Sous le plus grand chapiteau du monde a imprimé la rétine de Sammy, les yeux écarquillés face au train qui avance dans la nuit prêt à tout écraser sur son passage. Cette scène de The Fabelmans est une matrice, un point d’impact originel marquant l’esprit du jeune garçon, comme une première empreinte du monde de l’art issue de sa première expérience de spectateur.

Tel un big bang, ce premier contact cinématographique annonce le destin artistique du jeune Samuel Fabelman (Gabriel LaBelle), tentant de reproduire à la maison avec ses jouets l’accident du train qu’il avait vu sur grand écran comme pour « essayer d’avoir une forme de contrôle » (sic) mais sans parvenir à le capturer.

Sous le plus grand chapiteau du monde (1952), big bang cinématographique

Il y a en fait un choc, à la fois esthétique et émotionnel entièrement relié à la séquence du film de Cecil B. DeMille. En répétant inlassablement l’accident ferroviaire à échelle réduite démontrant la volonté de le saisir, le secret de la création se résume peut-être à cela : partir d’une expérience sensible en tentant de la représenter par tous les moyens. C’est avec une sorte de satisfaction vaine que Sam reproduit l’accident du plus grand chapiteau du monde, mais il lui manque un outil pour fixer tout ça. En art la technique est importante. Sa mère (Michelle Williams) lui offre le graal, une caméra super 8 pouvant enfin fixer le réel et l’imaginaire sur pellicule, lui donnant la possibilité de reproduire à l’infini la scène du train qu’il avait en tête.

Le regard du jeune spectateur se transforme, passant progressivement de celui qui assiste à celui qui réfléchit, qui agit, qui façonne, il passe du statut d’observateur à celui de réalisateur. Lorsqu’il parvient à projeter sa première bobine à son premier public, sa mère, dans le cagibi de sa chambre, c’est à nouveau un choc. Non plus pour lui, car il a enfin réussi à capturer ce qui lui échappait, mais pour sa mère, qui, émue aux larmes, assiste à sa transformation, entamant ses premiers pas dans la voie de la création.

Le Graal offert à Sammy

En cela The Fabelmans de Steven Spielberg est un film merveilleux montrant le devenir d’un jeune garçon en cinéaste, épris de sa famille tout autant que de l’art. Film miroir aussi, en constant dialogue avec la vie et l’œuvre de Spielberg, porté par un élan artistique.

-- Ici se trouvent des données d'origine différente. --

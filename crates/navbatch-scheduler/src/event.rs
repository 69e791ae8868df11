use navbatch_types::NavigationRequest;
use tokio::sync::broadcast;

use crate::error::NavigationError;

/// Outcome of one flush, published to every subscriber of the scope.
#[derive(Clone, Debug, PartialEq, Eq)]
pub enum FlushEvent {
    /// The navigator accepted the merged request.
    Navigated { request: NavigationRequest },
    /// The navigator rejected it. The batch is gone; nothing is retried.
    Failed {
        request: NavigationRequest,
        error: NavigationError,
    },
}

impl FlushEvent {
    pub fn request(&self) -> &NavigationRequest {
        match self {
            Self::Navigated { request } | Self::Failed { request, .. } => request,
        }
    }

    pub fn is_failure(&self) -> bool {
        matches!(self, Self::Failed { .. })
    }
}

/// Receiver side of a scope's flush events.
pub type FlushStream = broadcast::Receiver<FlushEvent>;
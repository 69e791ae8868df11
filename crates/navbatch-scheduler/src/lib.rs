//! Batch scheduler for navbatch.
//!
//! A [`BatchScheduler`] owns one [`MutationQueue`] and guarantees that every
//! mutation enqueued during one scheduling turn is merged and handed to the
//! [`Navigator`] in a single call.
//!
//! # State machine
//!
//! ```text
//! Idle --enqueue--> FlushScheduled --tick boundary--> (merge + navigate) --> Idle
//!   \                    |
//!    \---- teardown -----+--> TornDown (pending flush suppressed)
//! ```
//!
//! # Modules
//!
//! - [`queue`] — FIFO buffer of pending descriptors
//! - [`navigator`] — The [`Navigator`] trait for the host's navigation primitive
//! - [`memory`] — In-memory [`MemoryNavigator`] for tests
//! - [`scheduler`] — The [`BatchScheduler`] itself
//! - [`event`] — [`FlushEvent`]s published after every flush
//! - [`config`] — [`ScopeConfig`]
//! - [`error`] — Error types

pub mod config;
pub mod error;
pub mod event;
pub mod memory;
pub mod navigator;
pub mod queue;
pub mod scheduler;

pub use config::ScopeConfig;
pub use error::{BatchError, NavigationError, Result};
pub use event::{FlushEvent, FlushStream};
pub use memory::MemoryNavigator;
pub use navigator::Navigator;
pub use queue::MutationQueue;
pub use scheduler::{BatchScheduler, SchedulerPhase};
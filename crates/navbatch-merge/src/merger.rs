use navbatch_types::{
    HashDelta, MutationDescriptor, NavigationKind, NavigationRequest, Query, QueryDelta,
    QueryValue, UrlObject, UrlState,
};
use tracing::trace;

/// Apply one `{ query, hash }` object to the working location in place.
///
/// - Patch: `Value` sets, `Null` removes, `Undefined` leaves the key alone.
/// - Updater: called with the working query; its result replaces the query
///   and any `Null`/`Undefined` entries in it are dropped.
/// - Hash: `Set` overwrites, `Clear` removes, `Unchanged` keeps.
pub fn apply_object(working: &mut UrlState, object: &UrlObject) {
    match &object.query {
        None => {}
        Some(QueryDelta::Patch(patch)) => {
            for (key, value) in patch {
                match value {
                    QueryValue::Value(v) => {
                        working.query.insert(key.clone(), v.clone());
                    }
                    QueryValue::Null => {
                        working.query.remove(key);
                    }
                    QueryValue::Undefined => {}
                }
            }
        }
        Some(QueryDelta::Updater(update)) => {
            let next = update(&working.query);
            working.query = resolve(next);
        }
    }

    match &object.hash {
        HashDelta::Unchanged => {}
        HashDelta::Set(hash) => working.hash = Some(hash.clone()),
        HashDelta::Clear => working.hash = None,
    }
}

fn resolve(patch: navbatch_types::QueryPatch) -> Query {
    patch
        .into_iter()
        .filter_map(|(key, value)| match value {
            QueryValue::Value(v) => Some((key, v)),
            QueryValue::Null | QueryValue::Undefined => None,
        })
        .collect()
}

/// Fold the `url` objects of `descriptors`, in order, over `previous`.
///
/// The baseline is cloned; `previous` is never modified.
pub fn merge(previous: &UrlState, descriptors: &[MutationDescriptor]) -> UrlState {
    let mut working = previous.clone();
    for descriptor in descriptors {
        apply_object(&mut working, descriptor.url());
    }
    working
}

/// Resolve a whole batch into one navigation.
///
/// Returns `None` for an empty batch. Otherwise:
/// - `kind` is `Push` if any call in the batch was a push, else `Replace`;
/// - `url` is [`merge`] over `previous`;
/// - `as_url` is present only when some call passed `as`, and folds each
///   call's `as` (or its `url` when it had none) over the same baseline;
/// - `options` is the last options object supplied in the batch.
pub fn merge_batch(
    previous: &UrlState,
    descriptors: &[MutationDescriptor],
) -> Option<NavigationRequest> {
    if descriptors.is_empty() {
        return None;
    }

    let kind = if descriptors
        .iter()
        .any(|d| d.kind() == NavigationKind::Push)
    {
        NavigationKind::Push
    } else {
        NavigationKind::Replace
    };

    let url = merge(previous, descriptors);

    let as_url = if descriptors.iter().any(|d| d.as_url().is_some()) {
        let mut working = previous.clone();
        for descriptor in descriptors {
            apply_object(&mut working, descriptor.effective_as());
        }
        Some(working)
    } else {
        None
    };

    let options = descriptors
        .iter()
        .rev()
        .find_map(MutationDescriptor::options)
        .cloned()
        .unwrap_or_default();

    trace!(
        batch = descriptors.len(),
        %kind,
        href = %url,
        "batch merged"
    );

    Some(NavigationRequest {
        kind,
        url,
        as_url,
        options,
    })
}
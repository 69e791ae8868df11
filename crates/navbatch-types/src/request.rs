use serde::{Deserialize, Serialize};

use crate::descriptor::{NavigationKind, NavigationOptions};
use crate::location::UrlState;

/// The single navigation a flushed batch resolves to.
#[derive(Clone, Debug, PartialEq, Eq, Serialize, Deserialize)]
pub struct NavigationRequest {
    pub kind: NavigationKind,
    /// Merged target location.
    pub url: UrlState,
    /// Merged masked location; present when any call in the batch gave `as`.
    pub as_url: Option<UrlState>,
    pub options: NavigationOptions,
}

impl NavigationRequest {
    /// Rendered target href.
    pub fn href(&self) -> String {
        self.url.href()
    }

    /// Rendered masked href, if any.
    pub fn as_href(&self) -> Option<String> {
        self.as_url.as_ref().map(UrlState::href)
    }
}
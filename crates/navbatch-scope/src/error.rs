use navbatch_scheduler::BatchError;
use navbatch_types::TypeError;
use thiserror::Error;

/// Errors returned to consumers of a scope.
#[derive(Debug, Error)]
pub enum ScopeError {
    /// `url` or `as` was a path string. Nothing was queued.
    #[error(transparent)]
    InvalidDescriptor(#[from] TypeError),

    /// The scope has been unmounted.
    #[error("scope is no longer mounted")]
    TornDown,

    #[error(transparent)]
    Batch(BatchError),
}

impl From<BatchError> for ScopeError {
    fn from(err: BatchError) -> Self {
        match err {
            BatchError::TornDown => Self::TornDown,
            other => Self::Batch(other),
        }
    }
}

/// Convenience alias for scope operations.
pub type Result<T> = std::result::Result<T, ScopeError>;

Ainsi le film explore l’horizon infini de la création dès lors où Sam se retrouve avec une caméra entre les mains, expérimentant tous les territoires de la fabrication des films : script, dialogues, montage, musique, effets spéciaux, lumière, décors, cadrages, etc… le tout dans un souffle d’aventure cher à Spielberg.

Dans sa genèse d’artiste, Sammy fait bien des rencontres qui seront pour lui importantes, voire même déterminantes. L’une d’elle est celle de l’oncle Boris (Judd Hirsch), vieil homme renfrogné mais qui a encore toute sa verve, qui lui apprend quelques trucs sérieux à propos de l’art, notamment une mise en garde sur la notion d’engagement, une phrase décapante, sonnant comme un coach à son boxeur : « L’art est une gueule de lion Sammy, il peut t’arracher la tête. » ou bien encore, « La famille, l’art, ça te déchirera en deux. ». A travers cette séquence percutante, Spielberg nous raconte en fait la difficulté qu’aura plus tard son personnage à garder secrète la relation amoureuse qu’entretient sa mère avec le meilleur ami de son père au détriment de la vérité documentaire, cherchant à protéger l’unité familiale en coupant les scènes découvertes en super 8 par amour pour les siens.

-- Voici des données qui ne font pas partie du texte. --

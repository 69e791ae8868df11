use std::sync::Arc;

use navbatch_scheduler::{BatchScheduler, FlushStream, Navigator, ScopeConfig};
use navbatch_types::{
    MutationDescriptor, NavigationKind, NavigationOptions, NavigationRequest, UrlState, UrlTarget,
};
use tracing::{info, warn};

use crate::error::{Result, ScopeError};

/// Consumer-side handle onto a scope's queue.
///
/// Cheap to clone; every clone feeds the same batch. Calls made after the
/// scope is unmounted fail with [`ScopeError::TornDown`].
#[derive(Clone)]
pub struct ScopeHandle {
    scheduler: BatchScheduler,
}

impl ScopeHandle {
    /// Queue a push with only a `url` object.
    pub fn push(&self, url: impl Into<UrlTarget>) -> Result<()> {
        self.navigate(NavigationKind::Push, url.into(), None, None)
    }

    /// Queue a push with optional `as` object and options.
    pub fn push_with(
        &self,
        url: impl Into<UrlTarget>,
        as_url: Option<UrlTarget>,
        options: Option<NavigationOptions>,
    ) -> Result<()> {
        self.navigate(NavigationKind::Push, url.into(), as_url, options)
    }

    /// Queue a replace with only a `url` object.
    pub fn replace(&self, url: impl Into<UrlTarget>) -> Result<()> {
        self.navigate(NavigationKind::Replace, url.into(), None, None)
    }

    pub fn replace_with(
        &self,
        url: impl Into<UrlTarget>,
        as_url: Option<UrlTarget>,
        options: Option<NavigationOptions>,
    ) -> Result<()> {
        self.navigate(NavigationKind::Replace, url.into(), as_url, options)
    }

    /// Validate and queue one mutation.
    ///
    /// Validation happens before anything touches the queue: a rejected call
    /// leaves the scope exactly as it was.
    pub fn navigate(
        &self,
        kind: NavigationKind,
        url: UrlTarget,
        as_url: Option<UrlTarget>,
        options: Option<NavigationOptions>,
    ) -> Result<()> {
        let descriptor = MutationDescriptor::new(kind, url, as_url, options).map_err(|e| {
            warn!(scope = %self.scheduler.config().name, %kind, error = %e, "mutation rejected");
            ScopeError::from(e)
        })?;
        self.scheduler.enqueue(descriptor)?;
        Ok(())
    }

    /// The live location, as the next flush would see it.
    pub fn current(&self) -> UrlState {
        self.scheduler.current()
    }

    pub fn is_mounted(&self) -> bool {
        !self.scheduler.is_torn_down()
    }
}

/// Owns one batching scope: a mutation queue plus its scheduler.
///
/// The scope is live from [`ScopeProvider::install`] until
/// [`ScopeProvider::unmount`] or drop. Unmounting cancels a pending flush;
/// no navigation is issued for mutations still queued at that point.
pub struct ScopeProvider {
    handle: ScopeHandle,
}

impl ScopeProvider {
    /// Install a scope over `navigator`.
    pub fn install(navigator: Arc<dyn Navigator>, config: ScopeConfig) -> Self {
        info!(scope = %config.name, location = %navigator.current(), "scope installed");
        Self {
            handle: ScopeHandle {
                scheduler: BatchScheduler::new(navigator, config),
            },
        }
    }

    /// A handle to give to consumers.
    pub fn handle(&self) -> ScopeHandle {
        self.handle.clone()
    }

    pub fn push(&self, url: impl Into<UrlTarget>) -> Result<()> {
        self.handle.push(url)
    }

    pub fn push_with(
        &self,
        url: impl Into<UrlTarget>,
        as_url: Option<UrlTarget>,
        options: Option<NavigationOptions>,
    ) -> Result<()> {
        self.handle.push_with(url, as_url, options)
    }

    pub fn replace(&self, url: impl Into<UrlTarget>) -> Result<()> {
        self.handle.replace(url)
    }

    pub fn replace_with(
        &self,
        url: impl Into<UrlTarget>,
        as_url: Option<UrlTarget>,
        options: Option<NavigationOptions>,
    ) -> Result<()> {
        self.handle.replace_with(url, as_url, options)
    }

    pub fn current(&self) -> UrlState {
        self.handle.current()
    }

    /// Flush queued mutations now instead of at the tick boundary.
    pub async fn flush(&self) -> Result<Option<NavigationRequest>> {
        Ok(self.handle.scheduler.flush_now().await?)
    }

    /// Wait for the scheduled flush and return its outcome, including a
    /// navigation failure.
    pub async fn settle(&self) -> Result<Option<NavigationRequest>> {
        Ok(self.handle.scheduler.settle().await?)
    }

    /// Flush outcomes for this scope, failures included.
    pub fn subscribe(&self) -> FlushStream {
        self.handle.scheduler.subscribe()
    }

    /// Number of mutations waiting for the next flush.
    pub fn pending(&self) -> usize {
        self.handle.scheduler.pending()
    }

    pub fn is_flush_scheduled(&self) -> bool {
        self.handle.scheduler.is_scheduled()
    }

    pub fn is_mounted(&self) -> bool {
        self.handle.is_mounted()
    }

    pub fn config(&self) -> &ScopeConfig {
        self.handle.scheduler.config()
    }

    /// Tear the scope down. Equivalent to dropping it.
    pub fn unmount(self) {
        drop(self);
    }
}

impl Drop for ScopeProvider {
    fn drop(&mut self) {
        self.handle.scheduler.teardown();
    }
}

L'oncle Boris à Sammy : L’art te donnera des couronnes au ciel et des lauriers sur terre, mais il te déchirera le cœur. Il te laissera tout seul. Tu seras un shanda pour ceux que tu aimes, un exilé dans le désert, un romanichel. L’art n’est pas un jeu, c’est une gueule de lion Sammy. Il peut t’arracher la tête.

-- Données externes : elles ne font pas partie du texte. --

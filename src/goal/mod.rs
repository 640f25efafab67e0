//! Savings goals, their batches, and progress reporting.

pub mod state;

use std::{fmt, str::FromStr};

use chrono::{DateTime, Utc};
use serde::{Deserialize, Serialize};
use uuid::Uuid;

use crate::{
    currency::Amount,
    errors::{ChallengeError, Result},
    generator::{self, RandomSource},
};

pub use state::{AppState, CURRENT_SCHEMA_VERSION};

/// Smallest target a new goal may be drafted with.
pub const MIN_TARGET: Amount = Amount::from_dinars(10);

/// Largest target a new goal may be drafted with.
pub const MAX_TARGET: Amount = Amount::from_dinars(1_000_000);

/// Upper bound on `target / smallest denomination`, the worst-case batch count.
pub const MAX_PIECES: i64 = 1_000_000;

/// A bundle of identical pieces that the saver checks off once set aside.
#[derive(Debug, Clone, PartialEq, Eq, Serialize, Deserialize)]
pub struct Batch {
    pub id: String,
    pub denomination_value: Amount,
    pub count: u32,
    pub total_value: Amount,
    #[serde(default)]
    pub is_completed: bool,
    #[serde(default, skip_serializing_if = "Option::is_none")]
    pub completed_at: Option<DateTime<Utc>>,
}

impl Batch {
    /// A regular batch worth `count` pieces of `denomination`.
    pub fn new(id: impl Into<String>, denomination: Amount, count: u32) -> Self {
        let total_value = Amount::from_millimes(denomination.millimes() * i64::from(count));
        Self {
            id: id.into(),
            denomination_value: denomination,
            count,
            total_value,
            is_completed: false,
            completed_at: None,
        }
    }

    /// A single-piece batch whose value is the leftover `remaining` amount.
    pub fn closing(id: impl Into<String>, denomination: Amount, remaining: Amount) -> Self {
        Self {
            id: id.into(),
            denomination_value: denomination,
            count: 1,
            total_value: remaining,
            is_completed: false,
            completed_at: None,
        }
    }

    /// True for the closing batch, whose value is not a whole number of pieces.
    pub fn is_partial(&self) -> bool {
        self.denomination_value.checked_mul(self.count) != Some(self.total_value)
    }

    pub fn set_completed(&mut self, completed: bool, at: DateTime<Utc>) {
        self.is_completed = completed;
        self.completed_at = completed.then_some(at);
    }
}

#[derive(Debug, Clone, PartialEq, Eq, Serialize, Deserialize)]
pub struct GoalConfig {
    pub name: String,
    pub target_amount: Amount,
    pub duration_days: u32,
    pub start_date: DateTime<Utc>,
    pub selected_denominations: Vec<Amount>,
}

#[derive(Debug, Clone, PartialEq, Eq, Serialize, Deserialize)]
pub struct Goal {
    pub id: Uuid,
    pub config: GoalConfig,
    #[serde(default)]
    pub batches: Vec<Batch>,
}

/// User input collected before a goal exists.
#[derive(Debug, Clone, PartialEq, Eq)]
pub struct GoalDraft {
    pub name: String,
    pub target_amount: Amount,
    pub duration_days: u32,
    pub denominations: Vec<Amount>,
}

impl GoalDraft {
    pub fn validate(&self) -> Result<()> {
        if self.name.trim().is_empty() {
            return Err(ChallengeError::InvalidInput(
                "goal name must not be empty".into(),
            ));
        }
        if self.target_amount < MIN_TARGET {
            return Err(ChallengeError::InvalidInput(format!(
                "target must be at least {MIN_TARGET} (got {})",
                self.target_amount
            )));
        }
        if self.target_amount > MAX_TARGET {
            return Err(ChallengeError::InvalidInput(format!(
                "target must be at most {MAX_TARGET} (got {})",
                self.target_amount
            )));
        }
        if self.duration_days < 1 {
            return Err(ChallengeError::InvalidInput(
                "duration must be at least one day".into(),
            ));
        }
        if self.denominations.is_empty() {
            return Err(ChallengeError::InvalidInput(
                "select at least one denomination".into(),
            ));
        }
        let smallest = self.denominations.iter().copied().filter(|d| d.is_positive()).min();
        if let Some(smallest) = smallest {
            let pieces = self.target_amount.millimes() / smallest.millimes();
            if pieces > MAX_PIECES {
                return Err(ChallengeError::InvalidInput(format!(
                    "{} in pieces of {smallest} needs {pieces} pieces (limit {MAX_PIECES}); \
                     pick larger denominations",
                    self.target_amount
                )));
            }
        }
        Ok(())
    }
}

impl Goal {
    /// Validates the draft and partitions its target into batches in one step.
    pub fn create<S>(draft: GoalDraft, source: &mut S, now: DateTime<Utc>) -> Result<Self>
    where
        S: RandomSource + ?Sized,
    {
        draft.validate()?;
        let batches = generator::generate(draft.target_amount, &draft.denominations, source);
        Ok(Self {
            id: Uuid::new_v4(),
            config: GoalConfig {
                name: draft.name.trim().to_string(),
                target_amount: draft.target_amount,
                duration_days: draft.duration_days,
                start_date: now,
                selected_denominations: draft.denominations,
            },
            batches,
        })
    }

    pub fn name(&self) -> &str {
        &self.config.name
    }

    pub fn batch(&self, batch_id: &str) -> Option<&Batch> {
        self.batches.iter().find(|batch| batch.id == batch_id)
    }

    pub fn batch_mut(&mut self, batch_id: &str) -> Option<&mut Batch> {
        self.batches.iter_mut().find(|batch| batch.id == batch_id)
    }

    pub fn batches_total(&self) -> Amount {
        self.batches.iter().map(|batch| batch.total_value).sum()
    }

    pub fn saved_amount(&self) -> Amount {
        self.batches
            .iter()
            .filter(|batch| batch.is_completed)
            .map(|batch| batch.total_value)
            .sum()
    }

    pub fn filtered(&self, filter: BatchFilter) -> impl Iterator<Item = &Batch> + '_ {
        self.batches.iter().filter(move |batch| filter.matches(batch))
    }

    pub fn progress(&self, now: DateTime<Utc>) -> GoalProgress {
        GoalProgress::compute(self, now)
    }
}

/// Derived completion statistics for one goal at a point in time.
#[derive(Debug, Clone, PartialEq)]
pub struct GoalProgress {
    pub target: Amount,
    pub saved: Amount,
    pub remaining: Amount,
    pub percent: f64,
    pub batches_completed: usize,
    pub batches_total: usize,
    pub days_elapsed: i64,
    pub days_left: i64,
}

impl GoalProgress {
    pub fn compute(goal: &Goal, now: DateTime<Utc>) -> Self {
        let target = goal.config.target_amount;
        let saved = goal.saved_amount();
        let percent = if target.is_positive() {
            (saved.millimes() as f64 / target.millimes() as f64 * 100.0).min(100.0)
        } else {
            0.0
        };
        let days_elapsed = (now - goal.config.start_date).num_days().max(0);
        let days_left = (i64::from(goal.config.duration_days) - days_elapsed).max(0);
        Self {
            target,
            saved,
            remaining: target - saved,
            percent,
            batches_completed: goal.batches.iter().filter(|b| b.is_completed).count(),
            batches_total: goal.batches.len(),
            days_elapsed,
            days_left,
        }
    }

    pub fn is_complete(&self) -> bool {
        self.batches_total > 0 && self.batches_completed == self.batches_total
    }
}

/// Batch views offered on the dashboard.
#[derive(Debug, Clone, Copy, Default, PartialEq, Eq)]
pub enum BatchFilter {
    #[default]
    All,
    Pending,
    Completed,
}

impl BatchFilter {
    pub fn matches(self, batch: &Batch) -> bool {
        match self {
            BatchFilter::All => true,
            BatchFilter::Pending => !batch.is_completed,
            BatchFilter::Completed => batch.is_completed,
        }
    }
}

impl FromStr for BatchFilter {
    type Err = ChallengeError;

    fn from_str(value: &str) -> Result<Self> {
        match value.trim().to_ascii_lowercase().as_str() {
            "all" => Ok(BatchFilter::All),
            "pending" | "open" => Ok(BatchFilter::Pending),
            "completed" | "done" => Ok(BatchFilter::Completed),
            other => Err(ChallengeError::InvalidInput(format!(
                "unknown batch filter `{other}` (expected all, pending or completed)"
            ))),
        }
    }
}

impl fmt::Display for BatchFilter {
    fn fmt(&self, f: &mut fmt::Formatter<'_>) -> fmt::Result {
        let label = match self {
            BatchFilter::All => "all",
            BatchFilter::Pending => "pending",
            BatchFilter::Completed => "completed",
        };
        f.write_str(label)
    }
}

C’est une vérité cachée qu’il gardera longtemps et dont il ne parlera à Mitzi sa mère que tardivement en choisissant le langage du cinéma, c’est-à-dire en projetant la séquence coupée des vacances en famille de manière privée dans le placard de sa chambre, comme il l’avait fait pour son premier film super 8.

Le lien mère-fils est très fort dans The Fabelmans, à plusieurs moments il est difficile de ne pas penser au rapport entre Elliott et sa mère dans E.T, ou bien à David et Monica dans Intelligence Artificielle, témoignant d’un amour filial et maternel réciproque. 

Mitzi, Monica, Mary et Sammy, David et Elliott

Mais les évocations à toute l’œuvre de Spielberg sont bien plus nombreuses. Le train, la tête du lion, se retrouvent par exemple dans Indiana Jones et la Dernière croisade ou bien symboliquement dans Les Dents de la mer et Duel.

L'équipe de tournage de La Dernière Croisade / Duel ou Les Dents de la mer version moteur

La séquence de l’accident de train en super 8 est par ailleurs le creuset du film éponyme dirigé par J.J Abrams, Super 8, réalisé en hommage aux films Amblin en 2011. Ce n’est pas un hasard si ce titre a été choisi. Pour l’anecdote Spielberg confia à Abrams, au moment où il était adolescent, le montage et la réfection de tous ses films tournés en 8mm, dont Firelight, premier long-métrage de science-fiction entièrement tourné en super 8 en 1964 par le réalisateur américain.

Super 8, J.J. Abrams, 2011

Dans une forme d’autocitation, la lumière du projecteur, l’utilisation de « lens flare », l’objet caméra, les phares de la voiture lors de la scène de la danse de The Fabelmans renvoient également aux effets de lumières de Rencontre du troisième type et de Super 8, tout comme l'accident du train.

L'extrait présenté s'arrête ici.